Yer basic Super-Wal-Mart contains within its massive walls:

Shotguns and ammo to last you YEARS, never mind two months
Groceries of all descriptions
Appliances with which to preserve, prepare & cook said groceries
More fresh clothes/undies than you can go through in the 2 mos. you will be waiting, even if you re-panty three times a day
Absolute buttloads of DVDs/games/toys with which to occupy yourselves

In the case of Zombocalypse, it will be Wal-Mart which saves the human race. Shit you not.

Posted by: Jerce at January 29, 2008 12:52 PM

Jerce - you friggin' nailed it. Although my plan involves snagging a moving van, THEN going to Wal-Mart to load up on everything mentioned. THEN Gander Mountain. THEN the local booze emporium. THEN my ass would hightail it to our lovely Sunstone Hotel where I would hit the top two floors (10 & 11), shut the elevator down and barricade all outside entrances on those two floors. Eleventh floor has it's own kitchen for the rooftop restaurant, plus there's a domed pool with roof access for doing some drunken head-poppin' on the hordes below... Man, I WISH a Zombopacalypse would happen now. Work sucks balls...

Posted by: Skittimus Maximus at January 29, 2008 1:08 PM

Ms. the Odd, if you want to read an enjoyable, fictional although well-researched, defense of Richard III, let me recommend Josephine Tey's _The Daughter of Time_. Besides being a good read -- and the only exciting mystery novel that I can think of in which the detective-protagonist spends the entire action of the novel in one place (he's in a hospital bed), it made me finally understand why I, like you, had always had such a soft spot for the hunchbacked child-murdering Plantagenet.
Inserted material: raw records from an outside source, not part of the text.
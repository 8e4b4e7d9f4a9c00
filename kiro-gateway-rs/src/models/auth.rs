//! Authentication-related wire types.
//!
//! The credential/token records themselves are owned by the proxy's
//! Credential Pool and Token Store (outside this crate); this module only
//! carries the shapes needed to talk to the two refresh endpoints.

use serde::{Deserialize, Serialize};

/// Which upstream token-refresh flavor a credential uses.
#[derive(Debug, Clone, Copy, Default, PartialEq, Eq, Serialize, Deserialize)]
#[serde(rename_all = "kebab-case")]
pub enum AuthMethod {
    /// Kiro Desktop refresh endpoint: `POST /refreshToken` with `{refreshToken}`.
    #[default]
    Social,
    /// AWS SSO OIDC refresh endpoint: `POST /token` with client credentials.
    BuilderId,
}

impl std::fmt::Display for AuthMethod {
    fn fmt(&self, f: &mut std::fmt::Formatter<'_>) -> std::fmt::Result {
        match self {
            Self::Social => write!(f, "social"),
            Self::BuilderId => write!(f, "builder-id"),
        }
    }
}

/// Response from the Kiro Desktop Auth refresh endpoint (`authMethod = social`).
#[derive(Deserialize)]
#[serde(rename_all = "camelCase")]
pub struct KiroDesktopRefreshResponse {
    pub access_token: String,
    #[serde(default)]
    pub refresh_token: Option<String>,
    #[serde(default = "default_expires_in")]
    pub expires_in: i64,
    #[serde(default)]
    pub profile_arn: Option<String>,
}

impl std::fmt::Debug for KiroDesktopRefreshResponse {
    fn fmt(&self, f: &mut std::fmt::Formatter<'_>) -> std::fmt::Result {
        f.debug_struct("KiroDesktopRefreshResponse")
            .field("access_token", &"[REDACTED]")
            .field("refresh_token", &self.refresh_token.as_ref().map(|_| "[REDACTED]"))
            .field("expires_in", &self.expires_in)
            .field("profile_arn", &self.profile_arn)
            .finish()
    }
}

/// Response from the AWS SSO OIDC token endpoint (`authMethod = builder-id`).
#[derive(Deserialize)]
#[serde(rename_all = "camelCase")]
pub struct AwsSsoOidcRefreshResponse {
    pub access_token: String,
    #[serde(default)]
    pub refresh_token: Option<String>,
    #[serde(default = "default_expires_in")]
    pub expires_in: i64,
    #[serde(default)]
    pub profile_arn: Option<String>,
}

impl std::fmt::Debug for AwsSsoOidcRefreshResponse {
    fn fmt(&self, f: &mut std::fmt::Formatter<'_>) -> std::fmt::Result {
        f.debug_struct("AwsSsoOidcRefreshResponse")
            .field("access_token", &"[REDACTED]")
            .field("refresh_token", &self.refresh_token.as_ref().map(|_| "[REDACTED]"))
            .field("expires_in", &self.expires_in)
            .field("profile_arn", &self.profile_arn)
            .finish()
    }
}

fn default_expires_in() -> i64 {
    3600
}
Posted by: BabyTyrone at January 29, 2008 3:02 PM

ScarletKnight:

It depends on the lore you come from. If it's an infection, something that doesn't just automatically happen to the dead, then we can fight with solidarity. If it's not, yes we have enough bullets for 6 billion people. Bullets are very easy to manufacture, but I see what you're getting at.

I still contend that an "every man for himself" against slow zombies has a better survival of the human race ratio than fast zombies.

Posted by: Kevin Longrie at January 29, 2008 4:04 PM

Thanks BabyTyrone, I'll add it to my reading list! I remember having to do a history project on Richard III and coming to the conclusion that he got a bad rep. I think I was pretty much the only one in the class who did. I think I based my entire opinion of it on the one painting where he's toying with a ring my thirteen year old logic went.

Paintings take a long time. If something in painting then it must be a) important b) characteristic. Hmmm he looks kind of sad and a bit twitchy. Hey, I feel kind of sad and a bit twitchy. Ergo: he's not a bad guy.

I stick by my conclusions.

Posted by: Alex the Odd at January 29, 2008 4:05 PM

Obviously some of you are not preparing for the zombie apocalypse. People, you need to get on it.
And it's fast zombies, every time.
BE PREPARED!

Posted by: jp at January 29, 2008 5:23 PM

I now need to go to Sundance some time soon, I crave indie movies and I hopefully will fit in perfectly.
And I am devoted to Shaun of the Dead. Having only seen the remake of Dawn of the Dead, I can only say Shaun owns it.

Posted by: Kamakazi Feminist at January 29, 2008 9:37 PM

"Katxyz, sounds to me like your little brother has the entire zombie uprising scenario well-planned out and was hoping your call was a call to action.

Surely, he was a little dissapointed to find out you really didn't need to kill one of the undead."

I think he was in our parent's van with a home made pipe bomb, 12 guns, and enough food for 6 months before I finished saying "Yeah, I'm just having lunch and wanted to call home."

Posted by: Katxyz at January 29, 2008 10:09 PM

I would just like to point out that ajax19's comment is as long if not longer than the actual review...well done

Posted by: ian at January 30, 2008 11:45 AM

Appropo of nothing-
Did anyone see whe Graham Norton was on Kathy Griffin's (I know I know) D-List episode in London? They were walking around London and some crazy, ugly, jaundiced, drunken gays kept approaching Graham.

Kathy was like "My gays are at least hot. Yours look like homeless escaped mental patients." Classic.

Should Graham be Graeme? Which is Irish spelling? Erin go bragh!